Record extracts:
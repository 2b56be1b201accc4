/// Crate-wide result alias.
pub type LogoResult<T> = Result<T, LogoError>;

/// Errors surfaced by the fallible edges of the crate: configuration, fonts, rasterization and
/// frame output. Blending and painting never fail.
#[derive(thiserror::Error, Debug)]
pub enum LogoError {
    /// Invalid user-provided value (configuration, dimensions, ranges).
    #[error("validation error: {0}")]
    Validation(String),

    /// Font registration or label shaping failed.
    #[error("text error: {0}")]
    Text(String),

    /// Rasterization failed.
    #[error("render error: {0}")]
    Render(String),

    /// JSON (de)serialization failed.
    #[error("serialization error: {0}")]
    Serde(String),

    /// Filesystem access failed.
    #[error(transparent)]
    Io(#[from] std::io::Error),
}

impl LogoError {
    /// Build a [`LogoError::Validation`].
    pub fn validation(msg: impl Into<String>) -> Self {
        Self::Validation(msg.into())
    }

    /// Build a [`LogoError::Text`].
    pub fn text(msg: impl Into<String>) -> Self {
        Self::Text(msg.into())
    }

    /// Build a [`LogoError::Render`].
    pub fn render(msg: impl Into<String>) -> Self {
        Self::Render(msg.into())
    }

    /// Build a [`LogoError::Serde`].
    pub fn serde(msg: impl Into<String>) -> Self {
        Self::Serde(msg.into())
    }
}

#[cfg(test)]
#[path = "../../tests/unit/foundation/error.rs"]
mod tests;
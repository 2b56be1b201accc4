use std::time::Duration;

use crate::foundation::error::{LogoError, LogoResult};

pub use kurbo::{Affine, BezPath, Point, Rect, Size, Vec2};

/// Absolute 0-based frame index in a rendered sequence.
#[derive(
    Clone, Copy, Debug, PartialEq, Eq, PartialOrd, Ord, Hash, serde::Serialize, serde::Deserialize,
)]
pub struct FrameIndex(pub u64);

/// Half-open frame range `[start, end)`.
#[derive(Clone, Copy, Debug, PartialEq, Eq, serde::Serialize, serde::Deserialize)]
pub struct FrameRange {
    /// Inclusive range start.
    pub start: FrameIndex,
    /// Exclusive range end.
    pub end: FrameIndex,
}

impl FrameRange {
    /// Create a validated range with `start <= end`.
    pub fn new(start: FrameIndex, end: FrameIndex) -> LogoResult<Self> {
        if start.0 > end.0 {
            return Err(LogoError::validation("FrameRange start must be <= end"));
        }
        Ok(Self { start, end })
    }

    /// Number of frames contained in the range.
    pub fn len_frames(self) -> u64 {
        self.end.0.saturating_sub(self.start.0)
    }

    /// Return `true` when the range has no frames.
    pub fn is_empty(self) -> bool {
        self.start.0 == self.end.0
    }

    /// Iterate the frame indices in order.
    pub fn iter(self) -> impl Iterator<Item = FrameIndex> {
        (self.start.0..self.end.0).map(FrameIndex)
    }
}

/// Frames-per-second represented as a rational `num/den`.
#[derive(Clone, Copy, Debug, PartialEq, Eq, serde::Serialize, serde::Deserialize)]
pub struct Fps {
    /// Numerator (frames).
    pub num: u32,
    /// Denominator (seconds), must be non-zero.
    pub den: u32,
}

impl Fps {
    /// Create a validated FPS value.
    pub fn new(num: u32, den: u32) -> LogoResult<Self> {
        if den == 0 {
            return Err(LogoError::validation("Fps den must be > 0"));
        }
        if num == 0 {
            return Err(LogoError::validation("Fps num must be > 0"));
        }
        Ok(Self { num, den })
    }

    /// Convert to floating-point FPS.
    pub fn as_f64(self) -> f64 {
        f64::from(self.num) / f64::from(self.den)
    }

    /// Timeline instant at which `frame` is sampled.
    pub fn frame_time(self, frame: FrameIndex) -> Duration {
        let nanos = u128::from(frame.0) * u128::from(self.den) * 1_000_000_000 / u128::from(self.num);
        Duration::from_nanos(u64::try_from(nanos).unwrap_or(u64::MAX))
    }

    /// Number of whole frames covering `span` (ceil).
    pub fn frames_in(self, span: Duration) -> u64 {
        (span.as_secs_f64() * self.as_f64()).ceil().max(0.0) as u64
    }
}

/// Output surface dimensions in pixels.
#[derive(Clone, Copy, Debug, PartialEq, Eq, serde::Serialize, serde::Deserialize)]
pub struct Canvas {
    /// Width in pixels.
    pub width: u32,
    /// Height in pixels.
    pub height: u32,
}

impl Canvas {
    /// Full-canvas rectangle anchored at the origin.
    pub fn rect(self) -> Rect {
        Rect::new(0.0, 0.0, f64::from(self.width), f64::from(self.height))
    }

    /// Canvas extent as a floating-point size.
    pub fn size(self) -> Size {
        Size::new(f64::from(self.width), f64::from(self.height))
    }
}

#[cfg(test)]
#[path = "../../tests/unit/foundation/core.rs"]
mod tests;
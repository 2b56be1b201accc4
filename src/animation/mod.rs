/// Easing curves.
pub mod ease;
/// Decoration transitions over a clock.
pub mod transition;
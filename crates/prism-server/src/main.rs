use std::net::SocketAddr;

use clap::Parser;
use prism_server::AppState;

/// Prism chat and document endpoints
#[derive(Parser)]
#[command(name = "prism-server")]
#[command(version, about, long_about = None)]
struct Args {
    /// Address to listen on
    #[arg(long, env = "PRISM_BIND", default_value = "127.0.0.1:3000")]
    bind: SocketAddr,

    /// Model provider (overrides settings.json)
    #[arg(long, env = "PRISM_PROVIDER")]
    provider: Option<String>,

    /// Model name (overrides settings.json)
    #[arg(long, env = "PRISM_MODEL")]
    model: Option<String>,

    /// Enable debug logging
    #[arg(short, long)]
    verbose: bool,
}

#[tokio::main]
async fn main() -> Result<(), Box<dyn std::error::Error>> {
    let args = Args::parse();

    let filter = if args.verbose {
        "prism_server=debug,prism_suggest=debug,prism_core=debug,info"
    } else {
        "prism_server=info,prism_suggest=info,prism_core=info,warn"
    };
    tracing_subscriber::fmt()
        .with_env_filter(
            tracing_subscriber::EnvFilter::try_from_default_env()
                .unwrap_or_else(|_| tracing_subscriber::EnvFilter::new(filter)),
        )
        .with_writer(std::io::stderr)
        .init();

    let mut settings = prism_core::read_settings();
    if let Some(provider) = args.provider {
        settings.provider = provider;
    }
    if let Some(model) = args.model {
        settings.model = model;
    }

    let state = AppState::from_settings(settings)?;
    let listener = tokio::net::TcpListener::bind(args.bind).await?;
    tracing::info!(addr = %args.bind, "prism-server listening");

    axum::serve(listener, prism_server::router(state))
        .await
        .inspect_err(|e| tracing::error!(error = %e, "server error"))?;
    Ok(())
}
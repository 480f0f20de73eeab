use std::io::Write;
use std::path::Path;

use anyhow::{bail, Context as _, Result};
use clap::Subcommand;
use prism_core::{FileBackend, ProjectSnapshot, SpecStore};
use prism_suggest::{Assistant, ConversationSession, DocumentGenerator, HttpAssistant, LlmAssistant};
use tokio::io::{AsyncBufReadExt, BufReader};

use crate::live::LiveReply;

/// Shared by all commands.
pub struct Context {
    endpoint: Option<String>,
}

impl Context {
    pub fn new(endpoint: Option<String>) -> Self {
        Self { endpoint }
    }

    fn store(&self) -> SpecStore<FileBackend> {
        SpecStore::open(FileBackend::default_location())
    }

    /// The HTTP endpoints when an endpoint is given, otherwise the hosted
    /// model with local settings.
    fn assistant(&self) -> Result<Box<dyn Assistant>> {
        match &self.endpoint {
            Some(url) => {
                tracing::debug!(endpoint = %url, "using remote endpoints");
                Ok(Box::new(HttpAssistant::new(url.clone())))
            }
            None => {
                let assistant = LlmAssistant::new(prism_core::read_settings())
                    .context("cannot reach the model (try `prism config set` or --endpoint)")?;
                Ok(Box::new(assistant))
            }
        }
    }
}

pub async fn chat(ctx: &Context) -> Result<()> {
    let assistant = ctx.assistant()?;
    let mut store = ctx.store();
    let mut session = ConversationSession::new();

    for (_, text) in session.transcript() {
        println!("prism> {text}\n");
    }

    let mut lines = BufReader::new(tokio::io::stdin()).lines();
    loop {
        print!("you> ");
        std::io::stdout().flush()?;

        let Some(line) = lines.next_line().await? else {
            println!();
            break;
        };
        let line = line.trim();
        if line.is_empty() {
            continue;
        }
        if matches!(line, "/quit" | "/exit") {
            break;
        }

        print!("prism> ");
        let mut live = LiveReply::new();
        let result = session
            .submit(assistant.as_ref(), &mut store, line, |chunk| {
                print!("{}", live.push(chunk));
                let _ = std::io::stdout().flush();
            })
            .await;
        println!("{}\n", live.finish());

        match result {
            Ok(outcome) if outcome.extracted > 0 => {
                println!(
                    "  [{} constraint(s) recorded, {} total]\n",
                    outcome.extracted,
                    store.constraints().len()
                );
            }
            Ok(_) => {}
            // The exchange stays in the history; the user decides whether to resend
            Err(e) => eprintln!("error: {e}\n"),
        }
    }
    Ok(())
}

pub async fn generate(ctx: &Context, prompt: Option<&str>) -> Result<()> {
    let assistant = ctx.assistant()?;
    let mut store = ctx.store();
    if store.constraints().is_empty() {
        eprintln!("note: no constraints recorded yet; the draft will be generic");
    }

    let generator = DocumentGenerator::new();
    let result = generator
        .generate(assistant.as_ref(), &mut store, prompt, |chunk| {
            print!("{chunk}");
            let _ = std::io::stdout().flush();
        })
        .await;
    println!();

    match result {
        Ok(_) => Ok(()),
        Err(e) => Err(e).context("document generation stopped; the partial draft was kept"),
    }
}

pub fn constraints(ctx: &Context, json: bool) -> Result<()> {
    let store = ctx.store();
    if json {
        println!("{}", serde_json::to_string_pretty(store.constraints())?);
        return Ok(());
    }
    if store.constraints().is_empty() {
        println!("No constraints recorded.");
        return Ok(());
    }
    for (category, members) in prism_core::group_by_category(store.constraints()) {
        println!("{category}");
        for c in members {
            println!("  - {}", c.content);
        }
    }
    Ok(())
}

pub fn document(ctx: &Context) -> Result<()> {
    println!("{}", ctx.store().markdown());
    Ok(())
}

pub fn set_document(ctx: &Context, file: &Path) -> Result<()> {
    let text = std::fs::read_to_string(file)
        .with_context(|| format!("could not read {}", file.display()))?;
    ctx.store().set_markdown(text);
    Ok(())
}

pub fn clear_constraints(ctx: &Context) -> Result<()> {
    ctx.store().clear_constraints();
    println!("Constraints cleared.");
    Ok(())
}

pub fn reset(ctx: &Context) -> Result<()> {
    ctx.store().reset();
    println!("Project reset.");
    Ok(())
}

pub fn export(ctx: &Context, dir: &Path) -> Result<()> {
    let store = ctx.store();
    let path = prism_core::snapshot::export_to_dir(store.state(), dir, chrono::Utc::now())?;
    println!("Exported to {}", path.display());
    Ok(())
}

pub fn import(ctx: &Context, file: &Path) -> Result<()> {
    let mut store = ctx.store();
    let count = store.import_file(file)?;
    println!("Imported {count} constraint(s) and the document.");
    Ok(())
}

#[derive(Subcommand)]
pub enum ConfigAction {
    /// Show the current settings (the API key is never printed)
    Show,

    /// Change settings; omitted values are kept
    Set {
        #[arg(long)]
        provider: Option<String>,
        #[arg(long)]
        model: Option<String>,
        /// An empty value keeps the stored key
        #[arg(long)]
        api_key: Option<String>,
    },
}

pub fn config(action: ConfigAction) -> Result<()> {
    match action {
        ConfigAction::Show => {
            let settings = prism_core::read_settings();
            let summary = serde_json::json!({
                "provider": settings.provider,
                "model": settings.model,
                "hasKey": prism_core::resolve_api_key(&settings).is_some(),
                "configured": prism_core::ai_configured(&settings),
            });
            println!("{}", serde_json::to_string_pretty(&summary)?);
        }
        ConfigAction::Set {
            provider,
            model,
            api_key,
        } => {
            let mut settings = prism_core::read_settings();
            if let Some(provider) = provider {
                if provider.is_empty() {
                    bail!("provider must not be empty");
                }
                settings.provider = provider;
            }
            if let Some(model) = model {
                if model.is_empty() {
                    bail!("model must not be empty");
                }
                settings.model = model;
            }
            if let Some(key) = api_key.filter(|k| !k.is_empty()) {
                settings.api_key = key;
            }
            prism_core::write_settings(&settings)?;
            println!("Settings saved.");
        }
    }
    Ok(())
}

pub fn schema() -> Result<()> {
    println!("{}", serde_json::to_string_pretty(&ProjectSnapshot::json_schema())?);
    Ok(())
}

Your instructions:
All that is wanted is the stretch of lines above from the one containing "if num == 0" through the one containing "pub fn frames_in(self, span: Duration)", duplicated exactly.

Final answer:
        if num == 0 {
            return Err(LogoError::validation("Fps num must be > 0"));
        }
        Ok(Self { num, den })
    }

    /// Convert to floating-point FPS.
    pub fn as_f64(self) -> f64 {
        f64::from(self.num) / f64::from(self.den)
    }

    /// Timeline instant at which `frame` is sampled.
    pub fn frame_time(self, frame: FrameIndex) -> Duration {
        let nanos = u128::from(frame.0) * u128::from(self.den) * 1_000_000_000 / u128::from(self.num);
        Duration::from_nanos(u64::try_from(nanos).unwrap_or(u64::MAX))
    }

    /// Number of whole frames covering `span` (ceil).
    pub fn frames_in(self, span: Duration) -> u64 {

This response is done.